Food 05 Mar 2006 05:10 pm

Luxury for our inner cheap…

to use a term my friend Carol uses :-). Still, whether we are cheap or not, some of us really really enjoy good chocolate.  My sister could easily roll around nekkid in jewels…me, it’s more likely to be gourmet chocolate. The dark stuff. The rich stuff. The expensive stuff.

Ha! Not my life right now. But just not having the stuff until I’m on TMM baby step 5 isn’t an option either. Fortunately, some smartie at Target developed Choxie :-D.

You know the commercial: Choc-o-late with Mox-ie…. Chox-ie. Looks like a brightly colored gimick. But really, for, um, affordable chocolate it’s pretty darn good.

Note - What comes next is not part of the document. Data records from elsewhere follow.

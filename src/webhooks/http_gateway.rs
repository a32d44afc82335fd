//! [`UserSyncGateway`] backed by a remote function-style HTTP API.
//!
//! Each command becomes one `POST {base_url}/api/mutation` request:
//!
//! ```json
//! {"path": "users:syncUser", "args": {"clerkId": "u1", ...}, "format": "json"}
//! ```
//!
//! The backend answers `{"status": "success", ...}` or
//! `{"status": "error", "errorMessage": "..."}`. Requests are not retried;
//! the provider redelivers the webhook when we answer with a 500.

use std::time::Duration;

use async_trait::async_trait;
use secrecy::{ExposeSecret, SecretString};
use serde::{Deserialize, Serialize};

use crate::config::GatewayConfig;
use crate::error::{Result, SyncError};

use super::commands::{UserDeleteCommand, UserPatchCommand, UserUpsertCommand};
use super::gateway::{GatewayError, UserSyncGateway};

/// Default timeout for mutation requests.
const DEFAULT_TIMEOUT: Duration = Duration::from_secs(10);

/// Function paths invoked for each command.
#[derive(Debug, Clone, PartialEq, Eq)]
pub struct MutationFunctions {
    pub sync_user: String,
    pub update_user: String,
    pub delete_user: String,
}

impl Default for MutationFunctions {
    fn default() -> Self {
        Self {
            sync_user: "users:syncUser".to_string(),
            update_user: "users:updateUserWebhook".to_string(),
            delete_user: "users:deleteUserWebhook".to_string(),
        }
    }
}

#[derive(Serialize)]
struct MutationRequest<'a, A> {
    path: &'a str,
    args: A,
    format: &'static str,
}

#[derive(Deserialize)]
#[serde(rename_all = "camelCase")]
struct MutationResponse {
    status: String,
    #[serde(default)]
    error_message: Option<String>,
}

#[derive(Serialize)]
#[serde(rename_all = "camelCase")]
struct SyncUserArgs<'a> {
    clerk_id: &'a str,
    email: &'a str,
    name: &'a str,
    #[serde(skip_serializing_if = "Option::is_none")]
    image: Option<&'a str>,
}

#[derive(Serialize)]
#[serde(rename_all = "camelCase")]
struct UpdateUserArgs<'a> {
    clerk_id: &'a str,
    #[serde(skip_serializing_if = "Option::is_none")]
    name: Option<&'a str>,
    #[serde(skip_serializing_if = "Option::is_none")]
    email: Option<&'a str>,
    #[serde(skip_serializing_if = "Option::is_none")]
    image: Option<&'a str>,
}

#[derive(Serialize)]
#[serde(rename_all = "camelCase")]
struct DeleteUserArgs<'a> {
    clerk_id: &'a str,
}

/// HTTP client for the remote user store.
///
/// # Example
///
/// ```rust,ignore
/// use identity_sync::webhooks::HttpMutationGateway;
///
/// let gateway = HttpMutationGateway::new("https://happy-otter-123.convex.cloud")?
///     .with_deploy_key("prod:happy-otter-123|...".into());
/// ```
#[derive(Debug, Clone)]
pub struct HttpMutationGateway {
    client: reqwest::Client,
    endpoint: String,
    deploy_key: Option<SecretString>,
    functions: MutationFunctions,
}

impl HttpMutationGateway {
    /// Create a gateway for the deployment at `base_url`.
    ///
    /// # Errors
    ///
    /// Returns [`SyncError::Config`] if the URL is not http(s) or the HTTP
    /// client cannot be built.
    pub fn new(base_url: impl AsRef<str>) -> Result<Self> {
        Self::with_timeout(base_url, DEFAULT_TIMEOUT)
    }

    pub fn with_timeout(base_url: impl AsRef<str>, timeout: Duration) -> Result<Self> {
        let base_url = base_url.as_ref().trim().trim_end_matches('/');
        if !(base_url.starts_with("http://") || base_url.starts_with("https://")) {
            return Err(SyncError::config(format!(
                "Gateway URL must start with http:// or https://, got: {}",
                base_url
            )));
        }

        let client = reqwest::Client::builder()
            .timeout(timeout)
            .user_agent(concat!("identity-sync/", env!("CARGO_PKG_VERSION")))
            .build()
            .map_err(|e| SyncError::config(format!("Failed to build gateway HTTP client: {}", e)))?;

        Ok(Self {
            client,
            endpoint: format!("{}/api/mutation", base_url),
            deploy_key: None,
            functions: MutationFunctions::default(),
        })
    }

    /// Build a gateway from the `gateway` config section.
    ///
    /// Returns `Ok(None)` when no URL is configured.
    pub fn from_config(config: &GatewayConfig) -> Result<Option<Self>> {
        let Some(url) = &config.url else {
            return Ok(None);
        };

        let mut gateway = Self::with_timeout(url, config.timeout())?;
        if let Some(key) = &config.deploy_key {
            gateway = gateway.with_deploy_key(SecretString::from(key.expose_secret().to_owned()));
        }
        Ok(Some(gateway))
    }

    /// Authenticate requests with a deploy key (`Authorization: Convex <key>`).
    #[must_use]
    pub fn with_deploy_key(mut self, deploy_key: SecretString) -> Self {
        self.deploy_key = Some(deploy_key);
        self
    }

    #[must_use]
    pub fn with_functions(mut self, functions: MutationFunctions) -> Self {
        self.functions = functions;
        self
    }

    pub fn endpoint(&self) -> &str {
        &self.endpoint
    }

    pub fn functions(&self) -> &MutationFunctions {
        &self.functions
    }

    async fn run_mutation<A: Serialize + Send + Sync>(
        &self,
        function: &str,
        args: A,
    ) -> std::result::Result<(), GatewayError> {
        let mut request = self.client.post(&self.endpoint).json(&MutationRequest {
            path: function,
            args,
            format: "json",
        });
        if let Some(key) = &self.deploy_key {
            request = request.header(
                reqwest::header::AUTHORIZATION,
                format!("Convex {}", key.expose_secret()),
            );
        }

        let response = request.send().await.map_err(|e| {
            GatewayError::Unavailable(format!("{} request failed: {}", function, e))
        })?;

        let status = response.status();
        if !status.is_success() {
            let body = response.text().await.unwrap_or_default();
            return Err(GatewayError::rejected(
                Some(status.as_u16()),
                format!("{} returned {}: {}", function, status, truncate(&body, 512)),
            ));
        }

        let outcome: MutationResponse = response.json().await.map_err(|e| {
            GatewayError::rejected(
                Some(status.as_u16()),
                format!("{} returned an unreadable response: {}", function, e),
            )
        })?;

        match outcome.status.as_str() {
            "success" => {
                tracing::debug!(function, "Mutation applied");
                Ok(())
            }
            _ => Err(GatewayError::rejected(
                None,
                outcome
                    .error_message
                    .unwrap_or_else(|| format!("{} failed with status '{}'", function, outcome.status)),
            )),
        }
    }
}

fn truncate(text: &str, max: usize) -> &str {
    match text.char_indices().nth(max) {
        Some((idx, _)) => &text[..idx],
        None => text,
    }
}

#[async_trait]
impl UserSyncGateway for HttpMutationGateway {
    async fn create_or_sync_user(
        &self,
        command: UserUpsertCommand,
    ) -> std::result::Result<(), GatewayError> {
        let args = SyncUserArgs {
            clerk_id: &command.external_id,
            email: &command.email,
            name: &command.display_name,
            image: command.avatar_url.as_deref(),
        };
        self.run_mutation(&self.functions.sync_user, args).await
    }

    async fn patch_user(&self, command: UserPatchCommand) -> std::result::Result<(), GatewayError> {
        let args = UpdateUserArgs {
            clerk_id: &command.external_id,
            name: command.display_name.as_deref(),
            email: command.email.as_deref(),
            image: command.avatar_url.as_deref(),
        };
        self.run_mutation(&self.functions.update_user, args).await
    }

    async fn delete_user(&self, command: UserDeleteCommand) -> std::result::Result<(), GatewayError> {
        let args = DeleteUserArgs {
            clerk_id: &command.external_id,
        };
        self.run_mutation(&self.functions.delete_user, args).await
    }
}

#[cfg(test)]
mod tests {
    use super::*;
    use serde_json::json;

    #[test]
    fn test_endpoint_strips_trailing_slash() {
        let gateway = HttpMutationGateway::new("https://happy-otter-123.convex.cloud/").unwrap();
        assert_eq!(
            gateway.endpoint(),
            "https://happy-otter-123.convex.cloud/api/mutation"
        );
    }

    #[test]
    fn test_rejects_non_http_url() {
        let err = HttpMutationGateway::new("happy-otter-123.convex.cloud").unwrap_err();
        assert!(matches!(err, SyncError::Config(_)));
    }

    #[test]
    fn test_from_config_without_url() {
        assert!(HttpMutationGateway::from_config(&GatewayConfig::default()).unwrap().is_none());
    }

    #[test]
    fn test_default_function_paths() {
        let functions = MutationFunctions::default();
        assert_eq!(functions.sync_user, "users:syncUser");
        assert_eq!(functions.update_user, "users:updateUserWebhook");
        assert_eq!(functions.delete_user, "users:deleteUserWebhook");
    }

    #[test]
    fn test_update_args_omit_absent_fields() {
        let args = UpdateUserArgs {
            clerk_id: "u1",
            name: None,
            email: None,
            image: Some("https://img.example/u1.png"),
        };

        assert_eq!(
            serde_json::to_value(args).unwrap(),
            json!({"clerkId": "u1", "image": "https://img.example/u1.png"})
        );
    }

    #[test]
    fn test_request_envelope_shape() {
        let request = MutationRequest {
            path: "users:deleteUserWebhook",
            args: DeleteUserArgs { clerk_id: "u1" },
            format: "json",
        };

        assert_eq!(
            serde_json::to_value(request).unwrap(),
            json!({"path": "users:deleteUserWebhook", "args": {"clerkId": "u1"}, "format": "json"})
        );
    }

    #[test]
    fn test_truncate_respects_char_boundaries() {
        assert_eq!(truncate("héllo", 2), "hé");
        assert_eq!(truncate("short", 512), "short");
    }
}
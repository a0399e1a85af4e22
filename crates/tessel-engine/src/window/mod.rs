//! Window + runtime loop.
//!
//! Owns the `winit` event loop and the single application window, wires the
//! window to the GPU layer and drives the app at a fixed frame rate.

mod runtime;

pub use runtime::{Runtime, RuntimeConfig};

Around christmas time I was hooked on the dark truffles and suprised at the texture and complexity of something that cost a mere five bucks. Lately though, I’m hooked on the thins.

They are about a 2.5 x 8 inch long candy bar. Dark or milk chocolate depending on the flavor and $2.50 a bar. Perfect to hide in the diaper bag for a quick mini-vacation, eyes closed, one bite at a time while waiting at a red light, waiting for violin lesson to finish, waiting for kids to hurry on up…. you get the idea. The peppermint /dark chocolate is one of the best variations of that combination I’ve ever had. And totally surprising (and addicting) is the Aztec.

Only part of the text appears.